Вот и всё, к чему привел эмпирический подход. Не помог и гений Спинозы. А о смысле жизни Евгений писал так: «Жить и радоваться жизни — вот смысл человеческого бытия. Человек должен жить ради счастья, а невзгоды переносить как неизбежность на пути к более счастливым временам, к коим его приведет любовь ко Вселенной».
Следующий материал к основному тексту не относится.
//! Error Kind - Classification of errors
//!
//! Defines the [`ErrorKind`] enum that maps to HTTP status codes.

use serde::Serialize;

/// Error classification, one variant per HTTP status code the API emits.
///
/// The transport layer is the only place a kind is turned into an actual
/// wire status; domain code works with kinds alone.
///
/// ## Examples
/// ```rust
/// use kernel::error::kind::ErrorKind;
///
/// let kind = ErrorKind::NotFound;
/// assert_eq!(kind.status_code(), 404);
/// assert_eq!(kind.as_str(), "Not Found");
/// ```
#[derive(Debug, Clone, Copy, PartialEq, Eq, Serialize)]
#[serde(rename_all = "SCREAMING_SNAKE_CASE")]
#[non_exhaustive]
pub enum ErrorKind {
    /// 400 - malformed or missing input
    BadRequest,
    /// 401 - authentication required or rejected
    Unauthorized,
    /// 403 - authenticated but not allowed
    Forbidden,
    /// 404 - resource does not exist
    NotFound,
    /// 408 - request timed out
    RequestTimeout,
    /// 409 - conflicts with current state (e.g. duplicate identifier)
    Conflict,
    /// 500 - internal failure, details stay server-side
    InternalServerError,
    /// 503 - dependency unavailable
    ServiceUnavailable,
}

impl ErrorKind {
    /// HTTP status code for this kind (RFC 9110).
    #[inline]
    pub const fn status_code(&self) -> u16 {
        match self {
            ErrorKind::BadRequest => 400,
            ErrorKind::Unauthorized => 401,
            ErrorKind::Forbidden => 403,
            ErrorKind::NotFound => 404,
            ErrorKind::RequestTimeout => 408,
            ErrorKind::Conflict => 409,
            ErrorKind::InternalServerError => 500,
            ErrorKind::ServiceUnavailable => 503,
        }
    }

    /// Standard reason phrase for this kind.
    #[inline]
    pub const fn as_str(&self) -> &'static str {
        match self {
            ErrorKind::BadRequest => "Bad Request",
            ErrorKind::Unauthorized => "Unauthorized",
            ErrorKind::Forbidden => "Forbidden",
            ErrorKind::NotFound => "Not Found",
            ErrorKind::RequestTimeout => "Request Timeout",
            ErrorKind::Conflict => "Conflict",
            ErrorKind::InternalServerError => "Internal Server Error",
            ErrorKind::ServiceUnavailable => "Service Unavailable",
        }
    }

    /// 5xx errors. These should be logged with their source chain.
    #[inline]
    pub const fn is_server_error(&self) -> bool {
        self.status_code() >= 500
    }

    /// 4xx errors.
    #[inline]
    pub const fn is_client_error(&self) -> bool {
        let code = self.status_code();
        code >= 400 && code < 500
    }
}

impl std::fmt::Display for ErrorKind {
    fn fmt(&self, f: &mut std::fmt::Formatter<'_>) -> std::fmt::Result {
        write!(f, "{}", self.as_str())
    }
}

#[cfg(test)]
mod tests {
    use super::*;

    #[test]
    fn test_status_codes() {
        assert_eq!(ErrorKind::BadRequest.status_code(), 400);
        assert_eq!(ErrorKind::Unauthorized.status_code(), 401);
        assert_eq!(ErrorKind::Forbidden.status_code(), 403);
        assert_eq!(ErrorKind::NotFound.status_code(), 404);
        assert_eq!(ErrorKind::RequestTimeout.status_code(), 408);
        assert_eq!(ErrorKind::Conflict.status_code(), 409);
        assert_eq!(ErrorKind::InternalServerError.status_code(), 500);
        assert_eq!(ErrorKind::ServiceUnavailable.status_code(), 503);
    }

    #[test]
    fn test_is_server_error() {
        assert!(!ErrorKind::BadRequest.is_server_error());
        assert!(!ErrorKind::NotFound.is_server_error());
        assert!(ErrorKind::InternalServerError.is_server_error());
        assert!(ErrorKind::ServiceUnavailable.is_server_error());
    }

    #[test]
    fn test_is_client_error() {
        assert!(ErrorKind::BadRequest.is_client_error());
        assert!(ErrorKind::Conflict.is_client_error());
        assert!(!ErrorKind::InternalServerError.is_client_error());
    }
}
//! Authentication Middleware
//!
//! Resolves the access token in front of protected routes and stores the
//! authenticated user in request extensions.

use axum::body::Body;
use axum::extract::State;
use axum::http::Request;
use axum::middleware::Next;
use axum::response::{IntoResponse, Response};

use platform::cookie;

use crate::application::AuthorizeUseCase;
use crate::domain::entity::User;
use crate::domain::repository::UserRepository;
use crate::error::AccountError;
use crate::presentation::handlers::AccountsAppState;

/// Authenticated user stored in request extensions
#[derive(Clone)]
pub struct CurrentUser {
    pub user: User,
}

/// Middleware that requires a valid access token
///
/// The token is read from the access cookie first, then from the
/// `Authorization: Bearer` header.
pub async fn require_access_token<R>(
    State(state): State<AccountsAppState<R>>,
    mut req: Request<Body>,
    next: Next,
) -> Result<Response, Response>
where
    R: UserRepository + Clone + Send + Sync + 'static,
{
    let headers = req.headers();

    let token = cookie::extract_cookie(headers, &state.config.access_cookie_name)
        .or_else(|| cookie::extract_bearer(headers))
        .ok_or_else(|| AccountError::MissingToken.into_response())?;

    let use_case = AuthorizeUseCase::new(state.repo.clone(), state.codec.clone());

    let user = use_case
        .execute(&token)
        .await
        .map_err(|e| e.into_response())?;

    req.extensions_mut().insert(CurrentUser { user });

    Ok(next.run(req).await)
}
Как видно из этих отрывков, Евгений уже полностью отрешился от протестантства, в котором вырос. Несмотря на любовь к родителям, он тяготился будничными, прозаическими культурными ценностями «среднего сословия». Их представления о Боге казались ему убогими и невежественно–провинциальными, недостойными человека, стремящегося к высотам познания, а религия виделась ему неким безоговорочным признанием прописных истин. Люди словно боялись или не хотели заглянуть глубже, познать природу вещей. Протестантство для Евгения — этакое застывшее равновесие: на одной чаше — мирская, «счастливая» жизнь, на другой (как бы в оправдание ежедневной суеты и для пущего «долготерпения») — жизнь религиозная. Но душе его претила такая застылость, никогда он не смог бы удовольствоваться лишь «радостями домашнего очага». Нет, это обывательское счастье для него — что прокрустово ложе. Равно не удовольствоваться ему и «прописными истинами». Надо искать выход, но где, в чём? Иного пути, нежели бунтовать, он не видел. А душа, хотя и бессознательно, уже тянулась к высокому и духовному, прочь от сухого умствования Спинозы.